Step-by-Step Instructions
  1. Gather all your ingredients: fresh Brussels sprouts, diced red onion, minced garlic, and cooked bacon. Clean the Brussels sprouts and slice them into halves or quarters.
  2. In a heavy-bottom pan, heat the bacon fat over medium-high heat until it shimmers. Add the diced onion and sauté for about 4-5 minutes until they turn translucent.
  3. Increase the heat to high and add the Brussels sprouts. Season with kosher salt and freshly cracked pepper. Cover the pan and cook for 10-12 minutes, stirring occasionally.
  4. Once the Brussels sprouts are tender, stir in the crumbled bacon and minced garlic.
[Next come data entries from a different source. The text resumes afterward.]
// Source adapters over tokio readers and futures streams.

use std::io;
use std::path::Path;

use async_trait::async_trait;
use bytes::{Bytes, BytesMut};
use futures::{Stream, StreamExt};
use tokio::io::{AsyncRead, AsyncReadExt};

use super::Source;
use crate::error::{PipeError, Result};

/// Default read size for [`ReaderSource`].
pub const DEFAULT_CHUNK_SIZE: usize = 64 * 1024;

/// Reads fixed-size chunks from any tokio reader.
pub struct ReaderSource<R> {
    reader: Option<R>,
    chunk_size: usize,
    destroyed: Option<PipeError>,
}

impl<R> ReaderSource<R>
where
    R: AsyncRead + Unpin + Send,
{
    pub fn new(reader: R) -> Self {
        Self::with_chunk_size(reader, DEFAULT_CHUNK_SIZE)
    }

    pub fn with_chunk_size(reader: R, chunk_size: usize) -> Self {
        Self {
            reader: Some(reader),
            chunk_size: chunk_size.max(1),
            destroyed: None,
        }
    }
}

impl ReaderSource<tokio::fs::File> {
    /// Open a local file as a source.
    pub async fn open(path: impl AsRef<Path>, chunk_size: usize) -> Result<Self> {
        let path = path.as_ref();
        let file = tokio::fs::File::open(path).await.map_err(|e| {
            PipeError::source(format!("failed to open '{}': {}", path.display(), e))
        })?;
        Ok(Self::with_chunk_size(file, chunk_size))
    }
}

impl ReaderSource<tokio::io::Stdin> {
    pub fn stdin(chunk_size: usize) -> Self {
        Self::with_chunk_size(tokio::io::stdin(), chunk_size)
    }
}

#[async_trait]
impl<R> Source for ReaderSource<R>
where
    R: AsyncRead + Unpin + Send,
{
    async fn next_chunk(&mut self) -> Result<Option<Bytes>> {
        if let Some(err) = &self.destroyed {
            return Err(PipeError::source(format!("source destroyed: {}", err)));
        }
        let Some(reader) = self.reader.as_mut() else {
            return Ok(None);
        };

        let mut buf = BytesMut::with_capacity(self.chunk_size);
        let read = match reader.read_buf(&mut buf).await {
            Ok(read) => read,
            Err(e) => {
                // An error terminates the sequence.
                self.reader = None;
                return Err(PipeError::source(e));
            }
        };
        if read == 0 {
            self.reader = None;
            return Ok(None);
        }
        Ok(Some(buf.freeze()))
    }

    async fn destroy(&mut self, error: &PipeError) {
        self.reader = None;
        self.destroyed = Some(error.clone());
    }
}

/// Adapts a stream of byte results into a [`Source`].
pub struct StreamSource<S> {
    stream: Option<S>,
    destroyed: Option<PipeError>,
}

impl<S> StreamSource<S>
where
    S: Stream<Item = io::Result<Bytes>> + Unpin + Send,
{
    pub fn new(stream: S) -> Self {
        Self {
            stream: Some(stream),
            destroyed: None,
        }
    }
}

#[async_trait]
impl<S> Source for StreamSource<S>
where
    S: Stream<Item = io::Result<Bytes>> + Unpin + Send,
{
    async fn next_chunk(&mut self) -> Result<Option<Bytes>> {
        if let Some(err) = &self.destroyed {
            return Err(PipeError::source(format!("source destroyed: {}", err)));
        }
        let Some(stream) = self.stream.as_mut() else {
            return Ok(None);
        };

        match stream.next().await {
            Some(Ok(chunk)) => Ok(Some(chunk)),
            Some(Err(e)) => {
                // An error terminates the sequence.
                self.stream = None;
                Err(PipeError::source(e))
            }
            None => {
                self.stream = None;
                Ok(None)
            }
        }
    }

    async fn destroy(&mut self, error: &PipeError) {
        self.stream = None;
        self.destroyed = Some(error.clone());
    }
}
Cook for an additional 1-2 minutes until the garlic is fragrant.
  5. In a separate skillet, add bacon fat or oil and heat over medium heat. Crack the eggs into the pan and cover until the whites are set but yolks remain runny.
  6. Plate the warm Brussel Sprout Hash and top with a cooked egg. Garnish with cracked pepper or fresh herbs if desired.

Nutrition

Serving: 1servingCalories: 280kcalCarbohydrates: 3gProtein: 18gFat: 22gSaturated Fat: 9gPolyunsaturated Fat: 2gMonounsaturated Fat: 8gCholesterol: 186mgSodium: 700mgPotassium: 400mgFiber: 2gSugar: 1gVitamin A: 400IUVitamin C: 60mgCalcium: 50mgIron: 2mg

Notes

For best results, slice Brussels sprouts evenly, and avoid boiling them before sautéing. Consider adding crumbled sausage or cheese for extra flavor.